** Available data follows **
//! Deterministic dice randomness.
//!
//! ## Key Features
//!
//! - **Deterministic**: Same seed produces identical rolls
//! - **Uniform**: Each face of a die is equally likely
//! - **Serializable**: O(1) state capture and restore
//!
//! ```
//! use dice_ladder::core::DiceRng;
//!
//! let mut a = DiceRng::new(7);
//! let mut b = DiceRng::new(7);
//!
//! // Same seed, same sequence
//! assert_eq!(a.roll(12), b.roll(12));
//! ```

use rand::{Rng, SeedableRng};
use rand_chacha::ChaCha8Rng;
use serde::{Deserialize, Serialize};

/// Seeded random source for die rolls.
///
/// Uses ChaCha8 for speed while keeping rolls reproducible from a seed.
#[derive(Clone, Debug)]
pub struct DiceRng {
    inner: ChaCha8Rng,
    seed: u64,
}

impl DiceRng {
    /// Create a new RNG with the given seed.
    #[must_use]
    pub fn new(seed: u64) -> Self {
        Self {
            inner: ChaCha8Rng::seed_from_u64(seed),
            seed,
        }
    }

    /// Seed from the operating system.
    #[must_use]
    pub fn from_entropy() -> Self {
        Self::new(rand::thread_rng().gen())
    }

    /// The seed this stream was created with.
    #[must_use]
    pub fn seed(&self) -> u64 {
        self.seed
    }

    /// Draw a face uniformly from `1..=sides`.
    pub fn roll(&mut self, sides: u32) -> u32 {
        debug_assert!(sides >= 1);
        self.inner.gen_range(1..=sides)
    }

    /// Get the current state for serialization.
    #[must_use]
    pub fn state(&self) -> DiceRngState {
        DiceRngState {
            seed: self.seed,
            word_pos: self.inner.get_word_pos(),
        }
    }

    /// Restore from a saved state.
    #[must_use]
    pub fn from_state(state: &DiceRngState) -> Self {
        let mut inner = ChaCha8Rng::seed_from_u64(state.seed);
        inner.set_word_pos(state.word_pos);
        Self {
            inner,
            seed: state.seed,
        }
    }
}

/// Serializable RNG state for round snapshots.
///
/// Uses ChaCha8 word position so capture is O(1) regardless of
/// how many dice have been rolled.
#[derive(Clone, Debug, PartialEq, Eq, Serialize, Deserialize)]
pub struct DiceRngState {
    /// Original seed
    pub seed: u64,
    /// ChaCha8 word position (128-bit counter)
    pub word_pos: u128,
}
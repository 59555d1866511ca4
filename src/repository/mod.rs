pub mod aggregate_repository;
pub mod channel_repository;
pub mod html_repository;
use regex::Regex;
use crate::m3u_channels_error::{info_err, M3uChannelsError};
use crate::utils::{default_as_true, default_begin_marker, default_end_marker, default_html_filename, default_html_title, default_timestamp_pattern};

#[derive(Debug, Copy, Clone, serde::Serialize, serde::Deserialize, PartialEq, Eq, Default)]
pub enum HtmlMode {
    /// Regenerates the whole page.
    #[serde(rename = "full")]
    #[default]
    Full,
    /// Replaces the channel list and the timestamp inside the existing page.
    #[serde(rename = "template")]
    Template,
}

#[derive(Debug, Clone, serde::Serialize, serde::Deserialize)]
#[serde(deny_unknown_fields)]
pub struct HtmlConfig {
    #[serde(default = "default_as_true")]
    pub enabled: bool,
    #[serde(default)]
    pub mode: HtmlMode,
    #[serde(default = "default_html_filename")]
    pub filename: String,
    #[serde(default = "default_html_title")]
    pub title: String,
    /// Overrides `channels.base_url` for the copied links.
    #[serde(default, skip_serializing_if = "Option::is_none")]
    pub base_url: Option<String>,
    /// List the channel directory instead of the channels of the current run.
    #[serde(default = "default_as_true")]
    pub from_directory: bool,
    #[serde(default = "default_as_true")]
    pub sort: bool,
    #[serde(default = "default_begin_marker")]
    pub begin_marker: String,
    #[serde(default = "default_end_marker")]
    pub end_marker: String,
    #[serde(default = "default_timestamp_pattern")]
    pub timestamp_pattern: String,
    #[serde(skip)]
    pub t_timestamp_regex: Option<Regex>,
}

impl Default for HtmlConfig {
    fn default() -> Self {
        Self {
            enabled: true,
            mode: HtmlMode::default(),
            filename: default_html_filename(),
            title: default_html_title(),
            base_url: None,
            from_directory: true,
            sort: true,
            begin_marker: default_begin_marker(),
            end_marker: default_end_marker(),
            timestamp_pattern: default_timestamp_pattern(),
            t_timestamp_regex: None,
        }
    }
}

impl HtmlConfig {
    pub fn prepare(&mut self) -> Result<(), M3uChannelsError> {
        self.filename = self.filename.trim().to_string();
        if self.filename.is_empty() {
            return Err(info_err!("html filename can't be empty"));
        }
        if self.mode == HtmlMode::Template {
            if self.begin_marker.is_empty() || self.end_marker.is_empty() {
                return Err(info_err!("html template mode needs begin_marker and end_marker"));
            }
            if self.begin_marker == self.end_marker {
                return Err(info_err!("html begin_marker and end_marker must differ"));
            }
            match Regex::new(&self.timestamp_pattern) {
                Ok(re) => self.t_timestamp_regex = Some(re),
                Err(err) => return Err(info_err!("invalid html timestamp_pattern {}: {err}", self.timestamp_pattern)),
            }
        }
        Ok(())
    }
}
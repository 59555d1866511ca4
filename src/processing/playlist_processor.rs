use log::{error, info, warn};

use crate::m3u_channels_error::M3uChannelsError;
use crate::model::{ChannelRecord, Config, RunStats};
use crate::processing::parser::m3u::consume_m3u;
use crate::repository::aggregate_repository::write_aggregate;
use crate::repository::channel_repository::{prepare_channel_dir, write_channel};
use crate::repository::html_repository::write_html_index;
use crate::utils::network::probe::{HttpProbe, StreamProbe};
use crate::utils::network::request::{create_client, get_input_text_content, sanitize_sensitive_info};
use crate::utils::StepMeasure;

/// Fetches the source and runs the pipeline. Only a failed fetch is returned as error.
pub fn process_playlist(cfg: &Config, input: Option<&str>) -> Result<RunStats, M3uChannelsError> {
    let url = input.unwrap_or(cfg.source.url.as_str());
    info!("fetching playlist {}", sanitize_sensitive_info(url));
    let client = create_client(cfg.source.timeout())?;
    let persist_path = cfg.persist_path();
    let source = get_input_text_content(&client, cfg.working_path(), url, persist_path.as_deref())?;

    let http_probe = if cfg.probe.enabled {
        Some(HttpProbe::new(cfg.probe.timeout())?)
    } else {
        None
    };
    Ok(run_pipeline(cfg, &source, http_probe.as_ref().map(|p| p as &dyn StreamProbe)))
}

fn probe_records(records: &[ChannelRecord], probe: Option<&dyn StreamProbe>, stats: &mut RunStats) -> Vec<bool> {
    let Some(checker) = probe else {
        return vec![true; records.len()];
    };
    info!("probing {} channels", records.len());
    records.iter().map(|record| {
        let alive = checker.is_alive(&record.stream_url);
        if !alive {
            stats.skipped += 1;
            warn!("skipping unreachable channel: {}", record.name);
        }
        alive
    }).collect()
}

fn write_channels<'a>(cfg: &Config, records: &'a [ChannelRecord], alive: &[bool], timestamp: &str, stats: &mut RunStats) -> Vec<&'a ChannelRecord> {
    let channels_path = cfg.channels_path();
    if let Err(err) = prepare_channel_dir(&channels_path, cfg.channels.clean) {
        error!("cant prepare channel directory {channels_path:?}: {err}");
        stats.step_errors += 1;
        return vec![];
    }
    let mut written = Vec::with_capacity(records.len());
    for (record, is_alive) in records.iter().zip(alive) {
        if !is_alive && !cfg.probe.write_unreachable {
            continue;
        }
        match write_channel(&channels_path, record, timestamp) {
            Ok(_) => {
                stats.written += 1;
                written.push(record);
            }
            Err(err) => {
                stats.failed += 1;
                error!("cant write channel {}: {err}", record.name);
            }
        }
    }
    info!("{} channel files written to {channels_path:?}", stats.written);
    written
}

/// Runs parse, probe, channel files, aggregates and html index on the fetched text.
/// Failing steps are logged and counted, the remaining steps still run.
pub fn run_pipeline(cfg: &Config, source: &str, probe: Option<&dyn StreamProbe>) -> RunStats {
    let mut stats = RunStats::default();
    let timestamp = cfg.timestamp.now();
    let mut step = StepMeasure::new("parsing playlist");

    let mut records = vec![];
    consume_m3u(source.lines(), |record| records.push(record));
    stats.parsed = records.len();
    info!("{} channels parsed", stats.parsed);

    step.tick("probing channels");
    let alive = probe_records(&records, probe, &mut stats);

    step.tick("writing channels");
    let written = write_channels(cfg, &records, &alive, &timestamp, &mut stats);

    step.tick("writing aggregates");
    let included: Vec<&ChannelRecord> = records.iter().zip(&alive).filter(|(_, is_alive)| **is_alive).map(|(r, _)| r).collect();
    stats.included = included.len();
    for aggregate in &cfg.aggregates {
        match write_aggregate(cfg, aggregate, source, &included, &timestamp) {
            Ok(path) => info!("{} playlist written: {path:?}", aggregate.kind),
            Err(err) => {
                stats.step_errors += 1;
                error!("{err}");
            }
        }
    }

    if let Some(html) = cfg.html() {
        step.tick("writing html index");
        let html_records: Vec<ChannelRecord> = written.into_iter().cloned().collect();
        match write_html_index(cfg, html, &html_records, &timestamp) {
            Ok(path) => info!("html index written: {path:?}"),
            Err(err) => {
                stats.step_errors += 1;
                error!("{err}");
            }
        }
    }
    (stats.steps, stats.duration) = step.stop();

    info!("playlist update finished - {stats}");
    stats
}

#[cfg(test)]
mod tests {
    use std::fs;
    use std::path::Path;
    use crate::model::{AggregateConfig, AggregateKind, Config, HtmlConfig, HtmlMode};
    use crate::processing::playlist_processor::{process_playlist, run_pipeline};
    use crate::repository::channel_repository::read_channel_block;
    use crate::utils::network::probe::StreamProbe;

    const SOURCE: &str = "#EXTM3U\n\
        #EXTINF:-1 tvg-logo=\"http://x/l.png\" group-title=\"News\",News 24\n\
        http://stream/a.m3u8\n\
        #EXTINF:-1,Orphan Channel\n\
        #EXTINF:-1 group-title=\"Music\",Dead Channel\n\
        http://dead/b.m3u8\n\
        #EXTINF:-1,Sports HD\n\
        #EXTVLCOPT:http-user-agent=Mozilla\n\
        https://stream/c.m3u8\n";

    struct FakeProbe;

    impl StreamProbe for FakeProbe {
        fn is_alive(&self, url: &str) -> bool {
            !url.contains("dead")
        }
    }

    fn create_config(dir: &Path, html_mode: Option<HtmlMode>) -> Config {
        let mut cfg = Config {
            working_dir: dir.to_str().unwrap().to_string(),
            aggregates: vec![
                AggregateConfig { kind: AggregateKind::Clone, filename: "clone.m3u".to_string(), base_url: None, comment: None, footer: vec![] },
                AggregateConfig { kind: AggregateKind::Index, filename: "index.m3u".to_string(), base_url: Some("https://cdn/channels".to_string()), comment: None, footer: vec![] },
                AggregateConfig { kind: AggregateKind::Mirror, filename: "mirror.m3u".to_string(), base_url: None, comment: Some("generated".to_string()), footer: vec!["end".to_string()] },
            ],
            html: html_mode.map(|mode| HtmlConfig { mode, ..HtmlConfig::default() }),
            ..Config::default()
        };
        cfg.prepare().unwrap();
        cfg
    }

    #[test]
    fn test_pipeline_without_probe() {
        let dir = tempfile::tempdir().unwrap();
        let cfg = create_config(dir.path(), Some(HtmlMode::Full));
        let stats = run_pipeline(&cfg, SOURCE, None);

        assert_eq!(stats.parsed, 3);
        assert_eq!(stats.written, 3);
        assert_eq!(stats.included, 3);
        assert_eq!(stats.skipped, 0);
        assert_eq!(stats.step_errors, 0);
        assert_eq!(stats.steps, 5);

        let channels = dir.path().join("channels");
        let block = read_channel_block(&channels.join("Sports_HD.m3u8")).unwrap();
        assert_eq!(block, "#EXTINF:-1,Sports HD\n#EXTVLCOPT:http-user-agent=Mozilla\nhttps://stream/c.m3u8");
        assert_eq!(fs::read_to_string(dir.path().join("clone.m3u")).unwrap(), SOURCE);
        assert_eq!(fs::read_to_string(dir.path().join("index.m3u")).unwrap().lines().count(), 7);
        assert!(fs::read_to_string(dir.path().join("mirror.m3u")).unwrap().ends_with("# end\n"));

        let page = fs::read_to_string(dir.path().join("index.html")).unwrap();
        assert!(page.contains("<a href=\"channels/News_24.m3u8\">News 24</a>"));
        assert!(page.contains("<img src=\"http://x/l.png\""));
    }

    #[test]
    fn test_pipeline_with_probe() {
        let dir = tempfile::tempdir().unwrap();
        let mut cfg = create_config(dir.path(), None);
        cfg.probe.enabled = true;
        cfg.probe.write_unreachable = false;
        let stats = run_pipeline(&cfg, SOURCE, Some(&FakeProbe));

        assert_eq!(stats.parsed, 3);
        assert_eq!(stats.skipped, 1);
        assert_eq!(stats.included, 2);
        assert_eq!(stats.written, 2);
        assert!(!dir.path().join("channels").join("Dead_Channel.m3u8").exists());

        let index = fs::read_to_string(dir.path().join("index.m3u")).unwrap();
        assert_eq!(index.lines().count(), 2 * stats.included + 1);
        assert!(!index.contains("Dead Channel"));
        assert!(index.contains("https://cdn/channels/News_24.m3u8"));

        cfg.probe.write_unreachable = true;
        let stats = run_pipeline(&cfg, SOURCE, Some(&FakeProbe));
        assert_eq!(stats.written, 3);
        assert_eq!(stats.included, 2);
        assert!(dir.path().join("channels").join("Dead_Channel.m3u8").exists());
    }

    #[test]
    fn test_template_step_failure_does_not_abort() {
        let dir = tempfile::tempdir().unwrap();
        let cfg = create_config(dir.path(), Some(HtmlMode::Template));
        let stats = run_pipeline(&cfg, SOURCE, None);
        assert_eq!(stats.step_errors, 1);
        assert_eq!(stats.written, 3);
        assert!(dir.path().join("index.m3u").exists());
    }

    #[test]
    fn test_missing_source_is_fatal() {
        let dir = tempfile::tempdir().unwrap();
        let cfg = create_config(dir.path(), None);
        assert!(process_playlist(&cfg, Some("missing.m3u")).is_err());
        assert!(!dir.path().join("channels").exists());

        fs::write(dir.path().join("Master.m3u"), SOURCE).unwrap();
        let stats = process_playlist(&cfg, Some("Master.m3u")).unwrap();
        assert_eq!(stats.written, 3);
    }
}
** End of Available data **
Activity | Out of the entries above, write out only the lines between the line holding "for (record, is_alive)" and the line holding "let timestamp = cfg.timestamp.now();", inclusive, each exactly as given.

Reply to the task |
    for (record, is_alive) in records.iter().zip(alive) {
        if !is_alive && !cfg.probe.write_unreachable {
            continue;
        }
        match write_channel(&channels_path, record, timestamp) {
            Ok(_) => {
                stats.written += 1;
                written.push(record);
            }
            Err(err) => {
                stats.failed += 1;
                error!("cant write channel {}: {err}", record.name);
            }
        }
    }
    info!("{} channel files written to {channels_path:?}", stats.written);
    written
}

/// Runs parse, probe, channel files, aggregates and html index on the fetched text.
/// Failing steps are logged and counted, the remaining steps still run.
pub fn run_pipeline(cfg: &Config, source: &str, probe: Option<&dyn StreamProbe>) -> RunStats {
    let mut stats = RunStats::default();
    let timestamp = cfg.timestamp.now();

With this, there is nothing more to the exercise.